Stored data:
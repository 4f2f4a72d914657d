//! Schedule parsing and fire-time evaluation.
//!
//! Supports standard cron expressions, extended 6-field cron (with seconds),
//! shortcuts (@daily, @hourly, etc.), and interval expressions (@every).
//! All evaluation is relative to instants the caller supplies; this module
//! never reads the wall clock itself.

use chrono::{DateTime, Utc};
use chrono_tz::Tz;
use cron::Schedule as CronSchedule;
use serde::{Deserialize, Serialize};
use std::str::FromStr;
use thiserror::Error;

/// Upper bound on fire-times enumerated per evaluation window.
///
/// A pathological schedule (e.g. every second, left unreconciled for a long
/// time) would otherwise make a single evaluation unbounded. Exceeding the
/// bound is reported as [`ScheduleError::TooManyMissedRuns`], never silently
/// truncated.
pub const MAX_MISSED_RUNS: usize = 100;

/// Errors that can occur when parsing or evaluating schedules.
#[derive(Debug, Error)]
pub enum ScheduleError {
    /// Invalid cron expression.
    #[error("invalid cron expression: {0}")]
    InvalidCron(String),

    /// Invalid interval expression.
    #[error("invalid interval expression: {0}")]
    InvalidInterval(String),

    /// Invalid timezone.
    #[error("invalid timezone: {0}")]
    InvalidTimezone(String),

    /// More fire-times fell in the evaluation window than the engine is
    /// willing to enumerate.
    #[error("too many missed runs: over {limit} fire-times in window")]
    TooManyMissedRuns {
        /// The enumeration bound that was exceeded.
        limit: usize,
    },

    /// No more occurrences.
    #[error("no more occurrences")]
    NoMoreOccurrences,
}

/// A parsed schedule for job launches.
#[derive(Debug, Clone, Serialize, Deserialize)]
pub struct Schedule {
    /// The original expression string.
    expression: String,
    /// The timezone for this schedule.
    timezone: String,
    /// Parsed schedule type.
    #[serde(skip)]
    schedule_type: ScheduleType,
}

#[derive(Debug, Clone, Default)]
enum ScheduleType {
    /// Standard cron schedule.
    Cron(Box<CronSchedule>),
    /// Interval-based schedule (e.g., @every 5m).
    Interval(std::time::Duration),
    /// Not yet parsed.
    #[default]
    Unparsed,
}

impl Schedule {
    /// Create a new schedule from a cron expression.
    ///
    /// Supports:
    /// - Standard 5-field cron: `minute hour day month weekday`
    /// - Extended 6-field cron: `second minute hour day month weekday`
    /// - Shortcuts: `@yearly`, `@monthly`, `@weekly`, `@daily`, `@hourly`
    /// - Intervals: `@every 5m`, `@every 1h30m`
    pub fn new(expression: impl Into<String>) -> Result<Self, ScheduleError> {
        Self::with_timezone(expression, "UTC")
    }

    /// Create a new schedule with a specific timezone.
    pub fn with_timezone(
        expression: impl Into<String>,
        timezone: impl Into<String>,
    ) -> Result<Self, ScheduleError> {
        let expression = expression.into();
        let timezone = timezone.into();

        // Validate timezone
        timezone
            .parse::<Tz>()
            .map_err(|_| ScheduleError::InvalidTimezone(timezone.clone()))?;

        let schedule_type = Self::parse_expression(&expression)?;

        Ok(Self {
            expression,
            timezone,
            schedule_type,
        })
    }

    /// Parse the expression into a schedule type.
    fn parse_expression(expression: &str) -> Result<ScheduleType, ScheduleError> {
        let trimmed = expression.trim();

        // Handle shortcuts
        if trimmed.starts_with('@') {
            return Self::parse_shortcut(trimmed);
        }

        // Try to parse as cron expression
        Self::parse_cron(trimmed)
    }

    /// Parse a shortcut expression (@daily, @every, etc.).
    fn parse_shortcut(expression: &str) -> Result<ScheduleType, ScheduleError> {
        match expression.to_lowercase().as_str() {
            "@yearly" | "@annually" => Self::parse_cron("0 0 1 1 *"),
            "@monthly" => Self::parse_cron("0 0 1 * *"),
            "@weekly" => Self::parse_cron("0 0 * * SUN"),
            "@daily" | "@midnight" => Self::parse_cron("0 0 * * *"),
            "@hourly" => Self::parse_cron("0 * * * *"),
            s if s.starts_with("@every ") => Self::parse_interval(&s[7..]),
            _ => Err(ScheduleError::InvalidCron(format!(
                "unknown shortcut: {}",
                expression
            ))),
        }
    }

    /// Parse an interval expression (e.g., "5m", "1h30m").
    fn parse_interval(interval: &str) -> Result<ScheduleType, ScheduleError> {
        let trimmed = interval.trim();
        let duration = Self::parse_duration(trimmed)?;
        Ok(ScheduleType::Interval(duration))
    }

    /// Parse a duration string like "5m", "1h", "1h30m", "30s".
    fn parse_duration(s: &str) -> Result<std::time::Duration, ScheduleError> {
        let mut total_secs: u64 = 0;
        let mut current_num = String::new();

        for c in s.chars() {
            if c.is_ascii_digit() {
                current_num.push(c);
            } else {
                let num: u64 = current_num
                    .parse()
                    .map_err(|_| ScheduleError::InvalidInterval(s.to_string()))?;
                current_num.clear();

                match c {
                    's' => total_secs += num,
                    'm' => total_secs += num * 60,
                    'h' => total_secs += num * 3600,
                    'd' => total_secs += num * 86400,
                    _ => return Err(ScheduleError::InvalidInterval(s.to_string())),
                }
            }
        }

        if total_secs == 0 {
            return Err(ScheduleError::InvalidInterval(s.to_string()));
        }

        Ok(std::time::Duration::from_secs(total_secs))
    }

    /// Parse a cron expression.
    fn parse_cron(expression: &str) -> Result<ScheduleType, ScheduleError> {
        // Count fields to determine if it's 5-field or 6-field cron
        let fields: Vec<&str> = expression.split_whitespace().collect();

        let cron_expr = match fields.len() {
            5 => {
                // Standard 5-field cron, add seconds field
                format!("0 {}", expression)
            }
            6 => {
                // Extended 6-field cron with seconds
                expression.to_string()
            }
            _ => {
                return Err(ScheduleError::InvalidCron(format!(
                    "expected 5 or 6 fields, got {}",
                    fields.len()
                )));
            }
        };

        let schedule = CronSchedule::from_str(&cron_expr)
            .map_err(|e| ScheduleError::InvalidCron(e.to_string()))?;

        Ok(ScheduleType::Cron(Box::new(schedule)))
    }

    /// Get the next fire-time strictly after the given time.
    pub fn next_after(&self, after: DateTime<Utc>) -> Result<DateTime<Utc>, ScheduleError> {
        let tz: Tz = self
            .timezone
            .parse()
            .map_err(|_| ScheduleError::InvalidTimezone(self.timezone.clone()))?;

        match &self.schedule_type {
            ScheduleType::Cron(schedule) => {
                // Convert to timezone, find next, convert back to UTC
                let local_time = after.with_timezone(&tz);
                schedule
                    .after(&local_time)
                    .next()
                    .map(|dt| dt.with_timezone(&Utc))
                    .ok_or(ScheduleError::NoMoreOccurrences)
            }
            ScheduleType::Interval(duration) => {
                let step = chrono::Duration::from_std(*duration)
                    .map_err(|_| ScheduleError::InvalidInterval(self.expression.clone()))?;
                Ok(after + step)
            }
            ScheduleType::Unparsed => Err(ScheduleError::InvalidCron("schedule not parsed".into())),
        }
    }

    /// Get the next N fire-times strictly after the given time.
    pub fn next_n_after(
        &self,
        after: DateTime<Utc>,
        n: usize,
    ) -> Result<Vec<DateTime<Utc>>, ScheduleError> {
        let mut results = Vec::with_capacity(n);
        let mut cursor = after;
        for _ in 0..n {
            match self.next_after(cursor) {
                Ok(next) => {
                    results.push(next);
                    cursor = next;
                }
                Err(ScheduleError::NoMoreOccurrences) => break,
                Err(e) => return Err(e),
            }
        }
        Ok(results)
    }

    /// Every fire-time in the half-open interval `(earliest, latest]`,
    /// ascending.
    ///
    /// This is the evaluation primitive for reconciliation: `earliest` is
    /// the last recorded schedule time (exclusive) and `latest` is now
    /// (inclusive). An empty result is the common case on most passes.
    ///
    /// Enumeration is bounded at [`MAX_MISSED_RUNS`] fire-times; exceeding
    /// the bound yields [`ScheduleError::TooManyMissedRuns`] so the caller
    /// can report the backlog instead of silently dropping it.
    pub fn missed_runs(
        &self,
        earliest: DateTime<Utc>,
        latest: DateTime<Utc>,
    ) -> Result<Vec<DateTime<Utc>>, ScheduleError> {
        let mut fire_times = Vec::new();
        let mut cursor = earliest;

        loop {
            let next = match self.next_after(cursor) {
                Ok(next) => next,
                Err(ScheduleError::NoMoreOccurrences) => break,
                Err(e) => return Err(e),
            };

            if next > latest {
                break;
            }

            if fire_times.len() == MAX_MISSED_RUNS {
                return Err(ScheduleError::TooManyMissedRuns {
                    limit: MAX_MISSED_RUNS,
                });
            }

            fire_times.push(next);
            cursor = next;
        }

        Ok(fire_times)
    }

    /// Get the original expression string.
    pub fn expression(&self) -> &str {
        &self.expression
    }

    /// Get the timezone.
    pub fn timezone(&self) -> &str {
        &self.timezone
    }
}

// Custom deserialization to re-parse the schedule after loading
impl<'de> Deserialize<'de> for ScheduleType {
    fn deserialize<D>(_deserializer: D) -> Result<Self, D::Error>
    where
        D: serde::Deserializer<'de>,
    {
        // Always deserialize as Unparsed; the Schedule will re-parse
        Ok(ScheduleType::Unparsed)
    }
}

impl Serialize for ScheduleType {
    fn serialize<S>(&self, serializer: S) -> Result<S::Ok, S::Error>
    where
        S: serde::Serializer,
    {
        // Serialize as unit (nothing)
        serializer.serialize_unit()
    }
}
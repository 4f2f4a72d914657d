//! Controller loop integration tests against the in-memory store and the
//! mock executor.

use async_trait::async_trait;
use chrono::{DateTime, Duration as ChronoDuration, Utc};
use recron::testing::MockExecutor;
use recron::{
    Clock, Controller, FixedClock, InMemoryStore, JobOutcome, JobRef, ResourceId, ResourceStore,
    ScheduleSpec, ScheduleStatus, StoreError, StoredResource,
};
use std::sync::atomic::{AtomicBool, Ordering};
use std::sync::Arc;
use std::time::Duration;

use crate::common::{spec, t0};

async fn start_controller(
    store: Arc<InMemoryStore>,
    executor: Arc<MockExecutor>,
    clock: Arc<FixedClock>,
) -> (recron::ControllerHandle, tokio::task::JoinHandle<()>) {
    Controller::with_shared(store, executor)
        .with_clock(clock as Arc<dyn Clock>)
        // Tests drive passes manually; keep the tick out of the way
        .with_tick_interval(Duration::from_secs(3600))
        .start()
        .await
}

#[tokio::test]
async fn full_lifecycle_launch_complete_prune() {
    let id = ResourceId::new("report");
    let store = Arc::new(InMemoryStore::new());
    store
        .insert(
            id.clone(),
            spec("*/5 * * * *").with_successful_jobs_history_limit(1),
            t0(),
        )
        .await
        .unwrap();
    let executor = Arc::new(MockExecutor::new());
    let clock = Arc::new(FixedClock::at(t0() + ChronoDuration::minutes(6)));

    let (handle, task) = start_controller(
        Arc::clone(&store),
        Arc::clone(&executor),
        Arc::clone(&clock),
    )
    .await;

    // First pass launches for T0+5m
    handle.reconcile_now("report").await.unwrap();
    let first_job = JobRef::scheduled(&id, t0() + ChronoDuration::minutes(5));
    assert_eq!(executor.launched().await.len(), 1);
    assert_eq!(
        store.get(&id).await.unwrap().status.active,
        vec![first_job.clone()]
    );

    // The job finishes; the next tick fires and launches again
    executor
        .finish_job(
            &id,
            &first_job,
            JobOutcome::Succeeded,
            t0() + ChronoDuration::minutes(7),
        )
        .await;
    clock.set(t0() + ChronoDuration::minutes(11));
    handle.reconcile_now("report").await.unwrap();

    let second_job = JobRef::scheduled(&id, t0() + ChronoDuration::minutes(10));
    let resource = store.get(&id).await.unwrap();
    assert_eq!(resource.status.active, vec![second_job.clone()]);
    assert_eq!(
        resource.status.last_schedule_time,
        Some(t0() + ChronoDuration::minutes(10))
    );

    // Second job finishes too: pruning now keeps only the most recent
    // completed job
    executor
        .finish_job(
            &id,
            &second_job,
            JobOutcome::Succeeded,
            t0() + ChronoDuration::minutes(12),
        )
        .await;
    clock.set(t0() + ChronoDuration::minutes(13));
    handle.reconcile_now("report").await.unwrap();

    assert_eq!(executor.deleted().await, vec![(id.clone(), first_job)]);
    assert!(store.get(&id).await.unwrap().status.active.is_empty());

    handle.shutdown().await.unwrap();
    let _ = task.await;
}

#[tokio::test]
async fn forbid_holds_until_the_active_job_completes() {
    let id = ResourceId::new("report");
    let store = Arc::new(InMemoryStore::new());
    store
        .insert(
            id.clone(),
            spec("*/5 * * * *").with_concurrency_policy(recron::ConcurrencyPolicy::Forbid),
            t0(),
        )
        .await
        .unwrap();
    let executor = Arc::new(MockExecutor::new());
    let clock = Arc::new(FixedClock::at(t0() + ChronoDuration::minutes(6)));

    let (handle, task) = start_controller(
        Arc::clone(&store),
        Arc::clone(&executor),
        Arc::clone(&clock),
    )
    .await;

    // Launch at T0+5m
    handle.reconcile_now("report").await.unwrap();
    let first_job = JobRef::scheduled(&id, t0() + ChronoDuration::minutes(5));
    assert_eq!(executor.launched().await.len(), 1);

    // Next fire-time comes due while the job still runs: skipped, but the
    // schedule time advances so the tick is not retried later
    clock.set(t0() + ChronoDuration::minutes(11));
    handle.reconcile_now("report").await.unwrap();
    assert_eq!(executor.launched().await.len(), 1);
    assert_eq!(
        store.get(&id).await.unwrap().status.last_schedule_time,
        Some(t0() + ChronoDuration::minutes(10))
    );

    // Once it completes, the following fire-time launches again
    executor
        .finish_job(
            &id,
            &first_job,
            JobOutcome::Succeeded,
            t0() + ChronoDuration::minutes(12),
        )
        .await;
    clock.set(t0() + ChronoDuration::minutes(16));
    handle.reconcile_now("report").await.unwrap();
    assert_eq!(executor.launched().await.len(), 2);

    handle.shutdown().await.unwrap();
    let _ = task.await;
}

/// Store wrapper that injects a conflict on the next status write.
struct ConflictingStore {
    inner: InMemoryStore,
    conflict_next_update: AtomicBool,
}

impl ConflictingStore {
    fn new(inner: InMemoryStore) -> Self {
        Self {
            inner,
            conflict_next_update: AtomicBool::new(false),
        }
    }

    fn conflict_next_update(&self) {
        self.conflict_next_update.store(true, Ordering::SeqCst);
    }
}

#[async_trait]
impl ResourceStore for ConflictingStore {
    async fn insert(
        &self,
        id: ResourceId,
        spec: ScheduleSpec,
        created_at: DateTime<Utc>,
    ) -> Result<StoredResource, StoreError> {
        self.inner.insert(id, spec, created_at).await
    }

    async fn get(&self, id: &ResourceId) -> Result<StoredResource, StoreError> {
        self.inner.get(id).await
    }

    async fn list(&self) -> Result<Vec<ResourceId>, StoreError> {
        self.inner.list().await
    }

    async fn update_spec(&self, id: &ResourceId, spec: ScheduleSpec) -> Result<(), StoreError> {
        self.inner.update_spec(id, spec).await
    }

    async fn update_status(
        &self,
        id: &ResourceId,
        expected_version: u64,
        status: ScheduleStatus,
    ) -> Result<(), StoreError> {
        if self.conflict_next_update.swap(false, Ordering::SeqCst) {
            return Err(StoreError::Conflict(id.to_string()));
        }
        self.inner.update_status(id, expected_version, status).await
    }

    async fn delete(&self, id: &ResourceId) -> Result<(), StoreError> {
        self.inner.delete(id).await
    }
}

#[tokio::test]
async fn status_conflict_is_retried_from_a_fresh_read() {
    let id = ResourceId::new("report");
    let store = Arc::new(ConflictingStore::new(InMemoryStore::new()));
    store
        .insert(id.clone(), spec("*/5 * * * *"), t0())
        .await
        .unwrap();
    let executor = Arc::new(MockExecutor::new());
    let clock = Arc::new(FixedClock::at(t0() + ChronoDuration::minutes(6)));

    let (handle, task) = Controller::with_shared(Arc::clone(&store), Arc::clone(&executor))
        .with_clock(clock as Arc<dyn Clock>)
        .with_tick_interval(Duration::from_secs(3600))
        .start()
        .await;

    store.conflict_next_update();
    handle.reconcile_now("report").await.unwrap();

    // The first write conflicted; the retry re-read, re-decided, and the
    // idempotent launch left exactly one job
    assert_eq!(executor.launched().await.len(), 1);
    let resource = store.get(&id).await.unwrap();
    assert_eq!(
        resource.status.last_schedule_time,
        Some(t0() + ChronoDuration::minutes(5))
    );
    assert_eq!(resource.status.active.len(), 1);

    handle.shutdown().await.unwrap();
    let _ = task.await;
}

#[tokio::test]
async fn spec_change_between_passes_is_honored() {
    let id = ResourceId::new("report");
    let store = Arc::new(InMemoryStore::new());
    store
        .insert(id.clone(), spec("*/5 * * * *"), t0())
        .await
        .unwrap();
    let executor = Arc::new(MockExecutor::new());
    let clock = Arc::new(FixedClock::at(t0() + ChronoDuration::minutes(6)));

    let (handle, task) = start_controller(
        Arc::clone(&store),
        Arc::clone(&executor),
        Arc::clone(&clock),
    )
    .await;

    handle.reconcile_now("report").await.unwrap();
    assert_eq!(executor.launched().await.len(), 1);

    // An external actor suspends the resource
    store
        .update_spec(&id, spec("*/5 * * * *").with_suspend(true))
        .await
        .unwrap();

    clock.set(t0() + ChronoDuration::minutes(30));
    handle.reconcile_now("report").await.unwrap();

    // No further launches while suspended
    assert_eq!(executor.launched().await.len(), 1);

    handle.shutdown().await.unwrap();
    let _ = task.await;
}

#[tokio::test]
async fn backlog_overflow_reports_and_advances() {
    let id = ResourceId::new("busy");
    let store = Arc::new(InMemoryStore::new());
    store
        .insert(id.clone(), spec("* * * * *"), t0() - ChronoDuration::days(30))
        .await
        .unwrap();
    let executor = Arc::new(MockExecutor::new());
    let clock = Arc::new(FixedClock::at(t0()));

    let (handle, task) = start_controller(
        Arc::clone(&store),
        Arc::clone(&executor),
        Arc::clone(&clock),
    )
    .await;

    handle.reconcile_now("busy").await.unwrap();

    // No launch; the backlog was advanced past
    assert!(executor.launched().await.is_empty());
    assert_eq!(
        store.get(&id).await.unwrap().status.last_schedule_time,
        Some(t0())
    );

    // The next minute fires normally again
    clock.set(t0() + ChronoDuration::minutes(1));
    handle.reconcile_now("busy").await.unwrap();
    assert_eq!(executor.launched().await.len(), 1);

    handle.shutdown().await.unwrap();
    let _ = task.await;
}
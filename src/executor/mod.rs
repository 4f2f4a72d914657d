//! Job execution abstraction.
//!
//! The engine decides launches, cancellations, and deletions; a
//! [`JobExecutor`] carries them out. This module provides the trait plus a
//! local process-spawning backend.

mod process;

pub use process::{CommandTemplate, ProcessExecutor};

use async_trait::async_trait;
use thiserror::Error;

use crate::core::types::{JobRef, JobTemplate, ObservedJob, ResourceId};

/// Errors that can occur during executor operations.
///
/// Executor errors are transient from the engine's point of view: the
/// requested operation is considered not-yet-done and is retried on a later
/// pass.
#[derive(Debug, Error)]
pub enum ExecutorError {
    /// Launching the job failed.
    #[error("launch failed for {job}: {reason}")]
    LaunchFailed {
        /// The job that could not be launched.
        job: JobRef,
        /// Backend-specific detail.
        reason: String,
    },

    /// Cancelling the job failed.
    #[error("cancel failed for {job}: {reason}")]
    CancelFailed {
        /// The job that could not be cancelled.
        job: JobRef,
        /// Backend-specific detail.
        reason: String,
    },

    /// Deleting the job record failed.
    #[error("delete failed for {job}: {reason}")]
    DeleteFailed {
        /// The job that could not be deleted.
        job: JobRef,
        /// Backend-specific detail.
        reason: String,
    },

    /// The referenced job is unknown to the executor.
    #[error("job not found: {0}")]
    JobNotFound(JobRef),

    /// The opaque template is not in the shape this backend expects.
    #[error("invalid job template: {0}")]
    InvalidTemplate(String),

    /// Generic executor error.
    #[error("executor error: {0}")]
    Other(String),
}

/// Backend that runs jobs on behalf of schedule resources.
#[async_trait]
pub trait JobExecutor: Send + Sync {
    /// Launch a job under the given identity.
    ///
    /// Launching is idempotent per job name: if a job with this name
    /// already exists for the resource, the call succeeds without starting
    /// a second one. This is what makes fire-time-keyed launch retries
    /// safe.
    async fn launch(
        &self,
        resource: &ResourceId,
        job: &JobRef,
        template: &JobTemplate,
    ) -> Result<(), ExecutorError>;

    /// Cancel a running job.
    async fn cancel(&self, resource: &ResourceId, job: &JobRef) -> Result<(), ExecutorError>;

    /// List every job known for a resource, with its current outcome.
    async fn list_jobs(&self, resource: &ResourceId) -> Result<Vec<ObservedJob>, ExecutorError>;

    /// Delete a job's record.
    async fn delete(&self, resource: &ResourceId, job: &JobRef) -> Result<(), ExecutorError>;
}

ACTIVITY:
Every line above that carries the string "push" should be copied.

RESPONSE AREA:
                current_num.push(c);
                    results.push(next);
            fire_times.push(next);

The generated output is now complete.